AICAr, a Widely Used AMPK Activator with Important AMPK-Independent Effects: A Systematic Review

Cells 2021, 10(5), 1095; https://doi.org/10.3390/cells10051095
by Dora Višnjić 1,2,*, Hrvoje Lalić 1,2, Vilma Dembitz 1,2, Barbara Tomić 1,2 and Tomislav Smoljo 1,2
Reviewer 1:
David Hardien
Reviewer 2: Anonymous
Reviewer 3: Anonymous
Cells 2021, 10(5), 1095; https://doi.org/10.3390/cells10051095
Submission received: 15 March 2021 / Revised: 21 April 2021 / Accepted: 1 May 2021 / Published: 4 May 2021
(This article belongs to the Special Issue Advances in AMPK Research: Basic and Translational Aspects)

Round 1

Reviewer 1 Report

This is a useful, thorough, and generally well-written, review on the AMPK-dependent and AMPK-independent effects of AICAr, by authors who have made contributions to the field. I found Tables 1 and 2, and the later section on leukemia and cancer, to be particularly useful. I have mostly relatively minor comments only:

MAJOR POINTS:

  1. Line 186: the authors do a good job of pointing out that AICAr is a rather non-specific activator of AMPK, and that more selective agonists are now available. On line 186 they mention A-769662, which is also referred to elsewhere in the review. However, A-769662 also has AMPK-independent effects, and much more potent agonists are now available, incliuding MK-8722 and PF-739 (which bind to the same site as A-769662, and unlike the latter also activate AMPK complexes containing either beta-1 or beta-2). Another is C13, a prodrug that is converted by cellular metabolism into C2. Although C2 is another AMP analogue whose binding site overlaps with that of AMP and AICAR/ZMP [Langendorf et al (2016) Nat. Comm. 7:10912] and it is also highly selective for AMPK complexes containing the alpha-1 isoform, it is orders of magnitude more potent than either AICAR or AMP. I think that these other agents should be mentioned as better  alternatives to AICAr if the aim of the study is to activate AMPK.
  2. Line 64: an important omission from this review would seem to be any mention of the work from Sakamoto's lab showing that AICAR mimics the effect of AMP on fructose-1,6-bisphosphatase [e.g. Hunter et al (2018) Nat. Med. 24:1395]. This is likely to largely explain the effects of AICAr on gluconeogenesis in the liver, and must be included.

MINOR POINTS:

  1. Lines 42-43: although they are given in ref. 21, I think that citations to studies showing that "AICAr enters the cells through adenosine transporters and becomes phosphorylated by adenosine kinase into AICAR" should be added.
  2. Line 43: yes, AICAR/ZMP is 40- to 50-fold less potent than AMP, as reported in ref. 1. It is worth stressing the low potency of AICAR on AMPK, and the fact that it can accumulate to mM concentrations in cells (also in ref. 1), to emphasize the point that it was always likely to have AMPK-independent effects.
  3. Line 89: I would not describe AICAr as an "AMPK mimetic", although "AMPK agonist" is probably OK.
  4. Lines 93-95: a citation is needed here [e.g. Gadalla et al (2004) J. Neurochem. 88:1272].
  5. Line 272: ref. 100 was a study of all cancers, not just colon cancer.

Author Response

Thank you very much for your comments on our manuscript. We have addressed all comments and made every attempt to incorporate your suggestions as thorough as possible. All revisions are clearly highlighted using the "Track Changes" function.
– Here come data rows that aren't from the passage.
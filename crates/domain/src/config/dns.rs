use serde::{Deserialize, Serialize};

/// How queries are carried to a DoH endpoint (RFC 8484 §4.1).
#[derive(Debug, Clone, Copy, Deserialize, Serialize, PartialEq, Eq, Default)]
#[serde(rename_all = "lowercase")]
pub enum DohMethod {
    #[default]
    Post,
    Get,
}

impl DohMethod {
    pub fn as_str(&self) -> &'static str {
        match self {
            Self::Post => "POST",
            Self::Get => "GET",
        }
    }
}

#[derive(Debug, Clone, Deserialize, Serialize)]
pub struct DnsConfig {
    /// DoH endpoint URLs, tried in order (failover).
    #[serde(default = "default_upstream_urls")]
    pub upstream_urls: Vec<String>,

    #[serde(default)]
    pub doh_method: DohMethod,

    /// Per-query deadline in milliseconds.
    #[serde(default = "default_query_timeout_ms")]
    pub query_timeout_ms: u64,

    /// Backpressure ceiling on concurrent upstream forwards.
    #[serde(default = "default_max_inflight_forwards")]
    pub max_inflight_forwards: usize,

    /// How long a query may wait for a forward slot before SERVFAIL.
    #[serde(default = "default_queue_wait_ms")]
    pub queue_wait_ms: u64,

    #[serde(default = "default_true")]
    pub cache_enabled: bool,

    #[serde(default = "default_cache_max_entries")]
    pub cache_max_entries: usize,

    /// TTL clamps applied to positive answers, in seconds.
    #[serde(default = "default_min_ttl")]
    pub min_ttl: u32,
    #[serde(default = "default_max_ttl")]
    pub max_ttl: u32,

    /// Negative-cache TTL bounds. `negative_max_ttl = 0` disables
    /// negative caching entirely.
    #[serde(default = "default_negative_min_ttl")]
    pub negative_min_ttl: u32,
    #[serde(default = "default_negative_max_ttl")]
    pub negative_max_ttl: u32,
    /// Used when a negative answer carries no SOA.
    #[serde(default = "default_negative_default_ttl")]
    pub negative_default_ttl: u32,

    /// An entry whose remaining TTL drops below this fraction of its
    /// original TTL becomes a prefetch candidate.
    #[serde(default = "default_prefetch_fraction")]
    pub prefetch_fraction: f64,

    #[serde(default = "default_false")]
    pub dnssec_enabled: bool,

    /// Base64 root-zone DNSKEY overriding the built-in root anchor.
    #[serde(default)]
    pub trust_anchor_key: Option<String>,

    /// Consecutive failures before an endpoint is marked unhealthy.
    #[serde(default = "default_failure_threshold")]
    pub failure_threshold: u32,

    /// Seconds an unhealthy endpoint sits out before being re-probed.
    #[serde(default = "default_upstream_cooldown_secs")]
    pub upstream_cooldown_secs: u64,

    #[serde(default = "default_cache_shard_amount")]
    pub cache_shard_amount: usize,
}

impl Default for DnsConfig {
    fn default() -> Self {
        Self {
            upstream_urls: default_upstream_urls(),
            doh_method: DohMethod::Post,
            query_timeout_ms: default_query_timeout_ms(),
            max_inflight_forwards: default_max_inflight_forwards(),
            queue_wait_ms: default_queue_wait_ms(),
            cache_enabled: true,
            cache_max_entries: default_cache_max_entries(),
            min_ttl: default_min_ttl(),
            max_ttl: default_max_ttl(),
            negative_min_ttl: default_negative_min_ttl(),
            negative_max_ttl: default_negative_max_ttl(),
            negative_default_ttl: default_negative_default_ttl(),
            prefetch_fraction: default_prefetch_fraction(),
            dnssec_enabled: false,
            trust_anchor_key: None,
            failure_threshold: default_failure_threshold(),
            upstream_cooldown_secs: default_upstream_cooldown_secs(),
            cache_shard_amount: default_cache_shard_amount(),
        }
    }
}

fn default_upstream_urls() -> Vec<String> {
    vec![
        "https://cloudflare-dns.com/dns-query".to_string(),
        "https://dns.google/dns-query".to_string(),
    ]
}

fn default_query_timeout_ms() -> u64 {
    3000
}

fn default_max_inflight_forwards() -> usize {
    512
}

fn default_queue_wait_ms() -> u64 {
    500
}

fn default_true() -> bool {
    true
}

fn default_false() -> bool {
    false
}

fn default_cache_max_entries() -> usize {
    100_000
}

fn default_min_ttl() -> u32 {
    1
}

fn default_max_ttl() -> u32 {
    86_400
}

fn default_negative_min_ttl() -> u32 {
    30
}

fn default_negative_max_ttl() -> u32 {
    3_600
}

fn default_negative_default_ttl() -> u32 {
    60
}

fn default_prefetch_fraction() -> f64 {
    0.10
}

fn default_failure_threshold() -> u32 {
    3
}

fn default_upstream_cooldown_secs() -> u64 {
    30
}

fn default_cache_shard_amount() -> usize {
    let cpus = std::thread::available_parallelism()
        .map(|n| n.get())
        .unwrap_or(4);
    (cpus * 4).next_power_of_two().clamp(8, 256)
}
                The answers to the comments are as follows:

Reviewer 1: This is a useful, thorough, and generally well-written, review on the AMPK-dependent and AMPK-independent effects of AICAr, by authors who have made contributions to the field. I found Tables 1 and 2, and the later section on leukemia and cancer, to be particularly useful. I have mostly relatively minor comments only:

MAJOR POINTS:

Line 186: the authors do a good job of pointing out that AICAr is a rather non-specific activator of AMPK, and that more selective agonists are now available. On line 186 they mention A-769662, which is also referred to elsewhere in the review. However, A-769662 also has AMPK-independent effects, and much more potent agonists are now available, including MK-8722 and PF-739 (which bind to the same site as A-769662, and unlike the latter also activate AMPK complexes containing either beta-1 or beta-2). Another is C13, a prodrug that is converted by cellular metabolism into C2. Although C2 is another AMP analogue whose binding site overlaps with that of AMP and AICAR/ZMP [Langendorf et al (2016) Nat. Comm. 7:10912] and it is also highly selective for AMPK complexes containing the alpha-1 isoform, it is orders of magnitude more potent than either AICAR or AMP. I think that these other agents should be mentioned as better alternatives to AICAr if the aim of the study is to activate AMPK.

We highly appreciate the comment. As suggested, more selective agonists and appropriate references are added, like: ”…MK-8722 [88], and PF-739 [89]. Another more selective agonist is C13, a prodrug that is converted by cellular metabolism into C2, an AMP analogue whose binding site overlaps with that of AMP and AICAR, but is orders of magnitude more potent in AMPK activation [90]…”. 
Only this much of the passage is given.